Velocity Reviews - Computer Hardware Reviews

Velocity Reviews > Newsgroups > Programming > C Programming > [Slightly OT] Memory management and custom allocator

Reply
Thread Tools

[Slightly OT] Memory management and custom allocator

 
 
Phil Carmody
Guest
Posts: n/a
 
      01-05-2012
(Joe keane) writes:
> In article <jdte21$im7$>,
> Eric Sosman <> wrote:
> > I don't know when the number Two starts to exercise its mystical
> >fascination for programmers, but the fascination certainly exists: You
> >find people reaching for powers of two "just because," with no actual
> >reason for the choice.

>
> You have 'struct x', you add padding, test it, it is faster. You have
> 'struct y', you add padding, test it, it is faster. You have 'struct
> z', you add padding, test it, it is faster. You have 'struct w', you
> add padding, test it, it is slower [oops doesn't always work].
>
> You have 'struct a', and your boss says 'can't test! just guess!'.
> What would you do?


I'd ask my boss if he's heard of Knuth.

However, it's hypothetical, I'd probably not be working at such a
company in the first place.

Phil
--
Unix is simple. It just takes a genius to understand its simplicity
-- Dennis Ritchie (1941-2011), Unix Co-Creator
 
Reply With Quote
 
 
 
 
88888 Dihedral
Guest
Posts: n/a
 
      01-06-2012
88888 Dihedral於 2012年1月3日星期二UTC+8下午10時07分20秒 寫道:
> Joe keane於 2012年1月3日星期二UTC+8下午9時14分46秒 道:
> > In article <f500e5bf-e...@t16g2000vba.googlegroups.com>,
> > FtM <fma...@gmail.com> wrote:
> > >That question is obviously plain wrong, because I *do* like the
> > >allocator taking cycles if this means that, when the memory is low, my
> > >complex data structure resides in one single page and the system has
> > >not to hysterically swap from disk to deal with a pathological
> > >fragmentation.

> >
> > IMHE, people who try to make the allocation 'as fast as possible' are
> > just chasing a squirrel up the wrong tree.
> >
> > No sir, you want to make your clients' code as fast as possible.
> >
> > Sometimes people recommend a class-based linked list ('look! it's two
> > instructions!'). In my onion, this is disasterous. Works great for toy
> > programs, but when you have lots-of-data and long-running combined, your
> > memory turns into an omelet.
> >
> > You may as well send invitations to Mr. Cache Miss and Ms. Tlb Fail...
> >
> > If you have a 'fast' allocator that doesn't have the slighest idea of
> > locality, and a 'slow' allocator that takes some care of it, the
> > 'slower' code will kick the 'faster' code arse every time.

>
> This is a system level problem. The allocator under a huge dram space with
> a lot free space remained should be designed toward fast easily.
>
> But if the dram is near fully allocated then a good heap walker that can
> swap pages to the hard disk is important toward reliability not the speed
> part in the allocator to degrade the system speed.

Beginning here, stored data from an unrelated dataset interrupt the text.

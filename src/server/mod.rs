//! HTTP façade over the pipeline.
//!
//! | Route          | Method | Body                              | Response            |
//! |----------------|--------|-----------------------------------|---------------------|
//! | `/health`      | GET    |                                   | `OK`                |
//! | `/apply`       | POST   | multipart `file` (zip) + `prompt` | `{"recap": "..."}`  |
//!
//! Errors are `{"error": "..."}` with 400, 413 or 500.

pub mod api;

use std::sync::Arc;

use anyhow::{Context, Result};
use axum::Router;
use axum::extract::DefaultBodyLimit;
use tower_http::cors::CorsLayer;
use tracing::{info, warn};

pub use api::{AppState, ApplyResponse, SharedState};

use crate::config::ServerSettings;
use crate::orchestrator::Pipeline;

/// Build the application router with the upload limit and permissive CORS.
pub fn build_router(state: SharedState, max_upload_bytes: usize) -> Router {
    api::api_router()
        .layer(DefaultBodyLimit::max(max_upload_bytes))
        .layer(CorsLayer::permissive())
        .with_state(state)
}

/// Bind, serve until Ctrl+C, then drain in-flight requests.
pub async fn start_server(pipeline: Pipeline, settings: &ServerSettings) -> Result<()> {
    let state = Arc::new(AppState::new(pipeline));
    let app = build_router(state, settings.max_upload_bytes);

    let addr = format!("{}:{}", settings.host, settings.port);
    let listener = tokio::net::TcpListener::bind(&addr)
        .await
        .with_context(|| format!("Failed to bind to {}", addr))?;

    let local_addr = listener.local_addr()?;
    info!(%local_addr, "server listening");
    eprintln!("patchforge listening on http://{}", local_addr);

    axum::serve(listener, app)
        .with_graceful_shutdown(shutdown_signal())
        .await
        .context("Server error")?;

    info!("server shut down gracefully");
    Ok(())
}

async fn shutdown_signal() {
    if let Err(e) = tokio::signal::ctrl_c().await {
        warn!(error = %e, "failed to install Ctrl+C handler; serving until killed");
        std::future::pending::<()>().await;
    }
    info!("shutdown requested");
}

The heap managing module is very important in the OS.

Normally all allocations from malloc are allocated in sizes of 2's powers
that are 2 to S powers for S=4, 5, 6, ..12 to 16.

A page might be 2K bytes or 64K or even 4M(20 bits) bytes in various systems.

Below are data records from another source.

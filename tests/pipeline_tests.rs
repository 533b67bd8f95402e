//! End-to-end pipeline runs against a scripted text generator.
//!
//! Each test stages a zip and a fresh working tree, then drives the full
//! phase sequence through `Pipeline::run_on`.

#![cfg(unix)]

use std::fs;
use std::io::{Cursor, Write};
use std::path::{Path, PathBuf};
use std::sync::Arc;

use tempfile::TempDir;
use zip::write::SimpleFileOptions;

use patchforge::blackboard::Blackboard;
use patchforge::config::{CodegenMode, Settings};
use patchforge::errors::PipelineError;
use patchforge::llm::ScriptedGenerator;
use patchforge::orchestrator::Pipeline;

const CONSTRAINTS: &str =
    r#"{"projectName": "demo", "nonDestructive": true, "wantsNewAgent": true}"#;
const OPT_OUT: &str =
    r#"{"projectName": "demo", "nonDestructive": true, "wantsNewAgent": false}"#;
const TASKS: &str = "1. Create the SampleAgent module\n2. Register it with the runner";
const FEATURE: &str = r#"{"className": "SampleAgent", "runSignature": "async def run(self, payload: dict) -> list", "purpose": "Collects sample data."}"#;

struct Fixture {
    _dir: TempDir,
    workdir: PathBuf,
    archive: PathBuf,
}

fn fixture() -> Fixture {
    let dir = TempDir::new().unwrap();
    let workdir = dir.path().join("tree");
    fs::create_dir_all(workdir.join("src")).unwrap();
    fs::write(workdir.join("src/__init__.py"), "").unwrap();

    let archive = dir.path().join("repo.zip");
    write_zip(
        &archive,
        &[
            ("README.md", "# Demo\n\nA small agent runner.\n"),
            ("src/__init__.py", ""),
        ],
    );
    Fixture {
        _dir: dir,
        workdir,
        archive,
    }
}

fn write_zip(path: &Path, files: &[(&str, &str)]) {
    let mut writer = zip::ZipWriter::new(Cursor::new(Vec::new()));
    for (name, content) in files {
        writer.start_file(*name, SimpleFileOptions::default()).unwrap();
        writer.write_all(content.as_bytes()).unwrap();
    }
    fs::write(path, writer.finish().unwrap().into_inner()).unwrap();
}

fn settings(smoke: &[&str]) -> Settings {
    let mut settings = Settings::default();
    settings.check.smoke_command = smoke.iter().map(|s| s.to_string()).collect();
    settings
}

#[tokio::test]
async fn creates_new_agent_and_recaps() {
    let fx = fixture();
    let generator = Arc::new(ScriptedGenerator::new([CONSTRAINTS, TASKS, FEATURE]));
    let pipeline = Pipeline::with_generator(&fx.workdir, settings(&["true"]), generator.clone());

    let mut bb = Blackboard::new();
    let recap = pipeline
        .run_on(&mut bb, &fx.archive, "Add a SampleAgent that collects sample data")
        .await
        .unwrap();

    assert!(recap.contains("New agent added"));
    assert!(recap.to_lowercase().contains("sampleagent.py"));
    assert!(recap.contains("Validation passed after 1 attempt(s)."));

    let written = fs::read_to_string(fx.workdir.join("src/agents/sampleagent.py")).unwrap();
    assert!(written.contains("class SampleAgent"));
    assert!(bb.latest_diff.unwrap().contains("+class SampleAgent"));
    assert_eq!(generator.remaining(), 0);
}

#[tokio::test]
async fn readme_only_archive_into_empty_tree_adds_agent() {
    let dir = TempDir::new().unwrap();
    let workdir = dir.path().join("empty");
    fs::create_dir(&workdir).unwrap();
    let archive = dir.path().join("readme-only.zip");
    write_zip(&archive, &[("README.md", "# Demo\n\nA small agent runner.\n")]);
    let generator = Arc::new(ScriptedGenerator::new([CONSTRAINTS, TASKS, FEATURE]));
    let pipeline = Pipeline::with_generator(&workdir, settings(&["true"]), generator);

    let recap = pipeline
        .run(&archive, "Add a new helper agent called SampleAgent")
        .await
        .unwrap();

    assert!(recap.contains("New agent added"));
    assert!(recap.to_lowercase().contains("sampleagent.py"));
    assert!(workdir.join("src/agents/sampleagent.py").is_file());
}

#[tokio::test]
async fn opt_out_writes_nothing() {
    let fx = fixture();
    let generator = Arc::new(ScriptedGenerator::new([OPT_OUT, TASKS]));
    let pipeline = Pipeline::with_generator(&fx.workdir, settings(&["true"]), generator.clone());

    let recap = pipeline
        .run(&fx.archive, "Tidy up the README")
        .await
        .unwrap();

    assert!(recap.starts_with("## No new agent requested"));
    assert!(!fx.workdir.join("src/agents").exists());
    assert_eq!(generator.calls().len(), 2);
}

#[tokio::test]
async fn failing_smoke_test_exhausts_attempts() {
    let fx = fixture();
    let mut settings = settings(&["false"]);
    settings.pipeline.max_attempts = 2;
    let generator = Arc::new(ScriptedGenerator::new([CONSTRAINTS, TASKS, FEATURE]));
    let pipeline = Pipeline::with_generator(&fx.workdir, settings, generator);

    let err = pipeline
        .run(&fx.archive, "Add a SampleAgent")
        .await
        .unwrap_err();

    match err {
        PipelineError::AttemptsExhausted { attempts, last_log } => {
            assert_eq!(attempts, 2);
            assert!(last_log.contains("FAIL, exit 1"));
        }
        other => panic!("Expected AttemptsExhausted, got {:?}", other),
    }
    // The artifact from the last attempt stays in place for inspection.
    assert!(fx.workdir.join("src/agents/sampleagent.py").exists());
}

#[tokio::test]
async fn too_many_tasks_is_fatal() {
    let fx = fixture();
    let tasks: String = (1..=26).map(|i| format!("{}. Task number {}\n", i, i)).collect();
    let generator = Arc::new(ScriptedGenerator::new([CONSTRAINTS.to_string(), tasks]));
    let pipeline = Pipeline::with_generator(&fx.workdir, settings(&["true"]), generator);

    let err = pipeline.run(&fx.archive, "Add a SampleAgent").await.unwrap_err();

    assert!(matches!(err, PipelineError::MalformedOutput { .. }));
    assert!(err.to_string().contains("26"));
    assert!(!fx.workdir.join("src/agents").exists());
}

#[tokio::test]
async fn model_written_code_with_top_level_call_is_rejected() {
    let fx = fixture();
    let mut settings = settings(&["true"]);
    settings.llm.codegen = CodegenMode::Llm;
    let code = "```python\nimport os\n\nos.system(\"echo hi\")\n\nclass SampleAgent:\n    pass\n```";
    let generator = Arc::new(ScriptedGenerator::new([CONSTRAINTS, TASKS, FEATURE, code]));
    let pipeline = Pipeline::with_generator(&fx.workdir, settings, generator);

    let err = pipeline.run(&fx.archive, "Add a SampleAgent").await.unwrap_err();

    match err {
        PipelineError::ExecutableExpression { class_name, line, .. } => {
            assert_eq!(class_name, "SampleAgent");
            assert_eq!(line, 3);
        }
        other => panic!("Expected ExecutableExpression, got {:?}", other),
    }
    assert!(!fx.workdir.join("src/agents/sampleagent.py").exists());
}

#[tokio::test]
async fn model_written_python2_code_is_rejected() {
    let fx = fixture();
    let mut settings = settings(&["true"]);
    settings.llm.codegen = CodegenMode::Llm;
    let code = "```python\nclass SampleAgent:\n    async def run(self, payload: dict) -> list:\n        print \"collecting\"\n        return []\n```";
    let generator = Arc::new(ScriptedGenerator::new([CONSTRAINTS, TASKS, FEATURE, code]));
    let pipeline = Pipeline::with_generator(&fx.workdir, settings, generator);

    let err = pipeline.run(&fx.archive, "Add a SampleAgent").await.unwrap_err();

    match err {
        PipelineError::InvalidArtifactSyntax {
            class_name, line, ..
        } => {
            assert_eq!(class_name, "SampleAgent");
            assert_eq!(line, 3);
        }
        other => panic!("Expected InvalidArtifactSyntax, got {:?}", other),
    }
    assert!(!fx.workdir.join("src/agents/sampleagent.py").exists());
}

#[tokio::test]
async fn refinement_feeds_retry_after_failed_check() {
    let fx = fixture();
    let mut settings = settings(&[
        "sh",
        "-c",
        "test -f .smoke-ok || { touch .smoke-ok; echo first run fails >&2; exit 1; }",
    ]);
    settings.pipeline.refine_on_failure = true;
    let generator = Arc::new(ScriptedGenerator::new([
        CONSTRAINTS,
        TASKS,
        FEATURE,
        "- Create the SampleAgent module\n- Make the smoke test pass",
    ]));
    let pipeline = Pipeline::with_generator(&fx.workdir, settings, generator.clone());

    let mut bb = Blackboard::new();
    let recap = pipeline
        .run_on(&mut bb, &fx.archive, "Add a SampleAgent")
        .await
        .unwrap();

    assert!(recap.contains("Validation passed after 2 attempt(s)."));
    assert!(bb.lint_error.is_none());
    let tasks = bb.tasks.unwrap();
    assert_eq!(tasks.len(), 2);
    assert!(tasks.iter().any(|t| t.contains("smoke test")));

    let calls = generator.calls();
    assert_eq!(calls.len(), 4);
    assert!(
        calls[3]
            .messages
            .iter()
            .any(|m| m.content.contains("first run fails"))
    );
}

There are trivial details.

The heap walker part for each node in the heap space is more important.

After a heap walk, the buddy algorithm can be applied.

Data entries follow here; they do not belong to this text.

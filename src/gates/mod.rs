//! Safety gate for generated Python artifacts.
//!
//! An artifact may only be written when importing or statically inspecting it
//! runs nothing. Every direct child of the module must be one of:
//!
//! | Allowed                    | tree-sitter kind                                      |
//! |----------------------------|-------------------------------------------------------|
//! | imports                    | `import_statement`, `import_from_statement`, `future_import_statement` |
//! | class / function defs      | `class_definition`, `function_definition`, `decorated_definition` |
//! | simple value assignments   | `expression_statement` > `assignment` (no calls inside) |
//! | string literals            | `expression_statement` > `string` / `concatenated_string` |
//!
//! Definition headers are evaluated at import, so parameter defaults,
//! annotations and base-class lists get the same no-call rule as
//! assignments. Decorators may be names or attributes; a decorator call is
//! accepted only for [`SAFE_DECORATOR_CALLS`] with call-free arguments.
//! The same header rules apply to methods declared directly in a class body.
//! Comments are ignored. This is a static allow-list, not a sandbox: other
//! class body statements and function bodies are not inspected.
//!
//! The tree-sitter grammar is more lenient than CPython (Python 2 `print`
//! and `exec` statements, duplicate parameters), so [`check_artifact`]
//! rejects those explicitly and [`compile_artifact`] has CPython compile
//! the text before it is written.

pub mod interpreter;
pub mod python;

use std::time::Duration;

use tree_sitter::Node;

use crate::config::CheckSettings;
use crate::errors::PipelineError;
use interpreter::CompileError;
use python::PythonModule;

/// Node kinds that make an assignment executable.
const EXECUTING_KINDS: &[&str] = &[
    "call",
    "await",
    "yield",
    "list_comprehension",
    "set_comprehension",
    "dictionary_comprehension",
    "generator_expression",
    "named_expression",
];

/// Python 2 statements the grammar still accepts.
const LEGACY_KINDS: &[&str] = &["print_statement", "exec_statement"];

/// Decorator factories whose call only configures the decorated object.
pub const SAFE_DECORATOR_CALLS: &[&str] = &[
    "dataclass",
    "dataclasses.dataclass",
    "lru_cache",
    "functools.lru_cache",
];

/// Classification of one top-level statement.
#[derive(Debug, Clone, PartialEq, Eq)]
pub enum TopLevel {
    Import,
    Definition,
    Assignment,
    StringLiteral,
    Comment,
    /// An expression statement that would evaluate something.
    Expression,
    /// An assignment whose value runs code.
    ExecutingAssignment,
    /// Any other statement kind, e.g. `if_statement`.
    Disallowed(&'static str),
}

/// Classify a direct child of the module node.
pub fn classify(node: Node<'_>) -> TopLevel {
    match node.kind() {
        "comment" => TopLevel::Comment,
        "import_statement" | "import_from_statement" | "future_import_statement" => {
            TopLevel::Import
        }
        "class_definition" | "function_definition" | "decorated_definition" => {
            TopLevel::Definition
        }
        "expression_statement" => classify_expression_statement(node),
        other => TopLevel::Disallowed(other),
    }
}

fn classify_expression_statement(node: Node<'_>) -> TopLevel {
    let mut cursor = node.walk();
    let children: Vec<Node<'_>> = node
        .named_children(&mut cursor)
        .filter(|c| c.kind() != "comment")
        .collect();
    let [only] = children.as_slice() else {
        return TopLevel::Expression;
    };
    match only.kind() {
        "assignment" => {
            if find_executing(*only).is_some() {
                TopLevel::ExecutingAssignment
            } else {
                TopLevel::Assignment
            }
        }
        "augmented_assignment" => TopLevel::Disallowed("augmented_assignment"),
        "string" | "concatenated_string" if find_kind(*only, &["interpolation"]).is_none() => {
            TopLevel::StringLiteral
        }
        _ => TopLevel::Expression,
    }
}

/// First node in `node`'s subtree (itself included) whose kind is in `kinds`.
fn find_kind<'t>(node: Node<'t>, kinds: &[&str]) -> Option<Node<'t>> {
    if kinds.contains(&node.kind()) {
        return Some(node);
    }
    let mut cursor = node.walk();
    let children: Vec<Node<'t>> = node.children(&mut cursor).collect();
    children.into_iter().find_map(|c| find_kind(c, kinds))
}

/// First evaluating node, skipping lambda bodies since they are not run.
fn find_executing(node: Node<'_>) -> Option<Node<'_>> {
    if node.kind() == "lambda" {
        return None;
    }
    if EXECUTING_KINDS.contains(&node.kind()) {
        return Some(node);
    }
    let mut cursor = node.walk();
    let children: Vec<Node<'_>> = node.children(&mut cursor).collect();
    children.into_iter().find_map(find_executing)
}

/// Part of a top-level definition header that would run code on import.
fn definition_hazard<'t>(
    module: &PythonModule<'_>,
    node: Node<'t>,
) -> Option<(Node<'t>, &'static str)> {
    let definition = if node.kind() == "decorated_definition" {
        let mut cursor = node.walk();
        let decorators: Vec<Node<'t>> = node
            .named_children(&mut cursor)
            .filter(|c| c.kind() == "decorator")
            .collect();
        for decorator in decorators {
            if let Some(hazard) = decorator_hazard(module, decorator) {
                return Some((hazard, "decorator"));
            }
        }
        node.child_by_field_name("definition")?
    } else {
        node
    };

    match definition.kind() {
        "function_definition" => {
            if let Some(hit) = definition
                .child_by_field_name("parameters")
                .and_then(find_executing)
            {
                return Some((hit, "parameter default or annotation"));
            }
            definition
                .child_by_field_name("return_type")
                .and_then(find_executing)
                .map(|hit| (hit, "return annotation"))
        }
        "class_definition" => {
            if let Some(hit) = definition
                .child_by_field_name("superclasses")
                .and_then(find_executing)
            {
                return Some((hit, "base class list"));
            }
            // Method headers run when the class body does.
            let body = definition.child_by_field_name("body")?;
            let mut cursor = body.walk();
            let members: Vec<Node<'t>> = body
                .named_children(&mut cursor)
                .filter(|c| classify(*c) == TopLevel::Definition)
                .collect();
            members
                .into_iter()
                .find_map(|member| definition_hazard(module, member))
        }
        _ => None,
    }
}

fn decorator_hazard<'t>(module: &PythonModule<'_>, decorator: Node<'t>) -> Option<Node<'t>> {
    let expr = decorator.named_child(0)?;
    if expr.kind() == "call" {
        let callee = module.text(expr.child_by_field_name("function")?);
        if !SAFE_DECORATOR_CALLS.iter().any(|safe| *safe == callee) {
            return Some(expr);
        }
        return expr.child_by_field_name("arguments").and_then(find_executing);
    }
    find_executing(expr)
}

/// Name bound by one entry of a `parameters` node.
fn parameter_name<'s>(module: &PythonModule<'s>, node: Node<'_>) -> Option<&'s str> {
    match node.kind() {
        "identifier" => Some(module.text(node)),
        "default_parameter" | "typed_default_parameter" => node
            .child_by_field_name("name")
            .and_then(|n| parameter_name(module, n)),
        "typed_parameter" | "list_splat_pattern" | "dictionary_splat_pattern" => node
            .named_child(0)
            .and_then(|n| parameter_name(module, n)),
        _ => None,
    }
}

/// First function anywhere in the module that binds a parameter name twice.
fn duplicate_parameter<'s>(module: &PythonModule<'s>, node: Node<'_>) -> Option<(usize, &'s str)> {
    if node.kind() == "function_definition"
        && let Some(params) = node.child_by_field_name("parameters")
    {
        let mut cursor = params.walk();
        let entries: Vec<Node<'_>> = params.named_children(&mut cursor).collect();
        let mut seen: Vec<&str> = Vec::new();
        for entry in entries {
            if let Some(name) = parameter_name(module, entry) {
                if seen.contains(&name) {
                    return Some((entry.start_position().row + 1, name));
                }
                seen.push(name);
            }
        }
    }
    let mut cursor = node.walk();
    let children: Vec<Node<'_>> = node.children(&mut cursor).collect();
    children
        .into_iter()
        .find_map(|c| duplicate_parameter(module, c))
}

fn invalid_syntax(class_name: &str, line: usize, message: impl Into<String>) -> PipelineError {
    PipelineError::InvalidArtifactSyntax {
        class_name: class_name.to_string(),
        line,
        message: message.into(),
    }
}

/// Reject `source` unless it is valid Python whose top level is declarative.
///
/// Errors name the class the artifact was generated for and the offending line.
pub fn check_artifact(source: &str, class_name: &str) -> Result<(), PipelineError> {
    let module = PythonModule::parse(source)
        .map_err(|issue| invalid_syntax(class_name, issue.line, issue.message))?;
    if let Some(issue) = module.first_syntax_issue() {
        return Err(invalid_syntax(class_name, issue.line, issue.message));
    }
    if let Some(node) = find_kind(module.root(), LEGACY_KINDS) {
        return Err(invalid_syntax(
            class_name,
            node.start_position().row + 1,
            format!(
                "Python 2 {} is not valid Python 3",
                node.kind().replace('_', " ")
            ),
        ));
    }
    if let Some((line, name)) = duplicate_parameter(&module, module.root()) {
        return Err(invalid_syntax(
            class_name,
            line,
            format!("duplicate argument '{}' in function definition", name),
        ));
    }

    for node in module.top_level() {
        let line = node.start_position().row + 1;
        match classify(node) {
            TopLevel::Import
            | TopLevel::Assignment
            | TopLevel::StringLiteral
            | TopLevel::Comment => {}
            TopLevel::Definition => {
                if let Some((hit, construct)) = definition_hazard(&module, node) {
                    return Err(PipelineError::UnsafeTopLevel {
                        class_name: class_name.to_string(),
                        construct: construct.to_string(),
                        line: hit.start_position().row + 1,
                    });
                }
            }
            TopLevel::Expression => {
                let snippet = module.text(node).lines().next().unwrap_or("").trim();
                return Err(PipelineError::ExecutableExpression {
                    class_name: class_name.to_string(),
                    line,
                    snippet: snippet.to_string(),
                });
            }
            TopLevel::ExecutingAssignment => {
                return Err(PipelineError::UnsafeTopLevel {
                    class_name: class_name.to_string(),
                    construct: "assignment".to_string(),
                    line,
                });
            }
            TopLevel::Disallowed(kind) => {
                return Err(PipelineError::UnsafeTopLevel {
                    class_name: class_name.to_string(),
                    construct: kind.replace('_', " "),
                    line,
                });
            }
        }
    }
    Ok(())
}

/// Have CPython compile `source` in an isolated child before it is written.
pub async fn compile_artifact(
    source: &str,
    class_name: &str,
    check: &CheckSettings,
) -> Result<(), PipelineError> {
    let timeout = Duration::from_secs(check.timeout_secs);
    match interpreter::compile_source(&check.python, source, timeout).await {
        Ok(()) => Ok(()),
        Err(CompileError::Syntax(issue)) => Err(invalid_syntax(class_name, issue.line, issue.message)),
        Err(CompileError::Unavailable(reason)) => Err(PipelineError::InterpreterUnavailable {
            program: check.python.clone(),
            reason,
        }),
    }
}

Do we need to discuss the details here?





 
Reply With Quote
 
 
 
 
Phil Carmody
Guest
Posts: n/a
 
      01-07-2012
"BartC" <> writes:
> "Eric Sosman" <> wrote in message
> news:je2uhu$6s5$...
> > On 1/4/2012 4:52 PM, Joe keane wrote:
> >> In article<jdsact$nr6$>,
> >> Eric Sosman<> wrote:
> >>> If you have a forty-four-byte struct and allocate sixty-four
> >>> bytes to hold it, how have you avoided *either* sort of "waste?"
> >>
> >> If the cache line is 16 bytes, we know that each object will take only
> >> three lines; the fourth is never used [it may be worse with the VM].
> >> For this case 48 would work just as well (the compiler will do that for
> >> you if it thinks 8-byte alignment is a good idea). But then if the
> >> cache line is 32 bytes, same argument applies.

> >
> > All I can say is that you and I have divergent notions of
> > efficiency. I'm thinking "I can run over the entire array with
> > just N*44/C cache misses; Joe would prefer N*64/C." That is, I
> > think you'll incur 46% more cache misses than I will. Tell me
> > again, please, what I have wasted by using 31% fewer cache line
> > loads than you would?

>
> I think he means that the last 16-bytes of the 64 might never be accessed,
> so will never be fetched from memory in the first place; there is no cache
> miss.


Were there to be no hits on google for "64 bytes (one cache line)", then
you might have a point. The fact that most of such hits refer to the single
most popular general purpose computer architecture in the world diminishes
your point significantly. Those bytes are being pulled into the cache whether
you access them or not.

> (That does depend on how the 64-bytes are used; if the whole struct is
> copied, the compiler might access all 64-bytes anyway.)
>
> And if the cache blocks are 32-bytes, then it doesn't matter.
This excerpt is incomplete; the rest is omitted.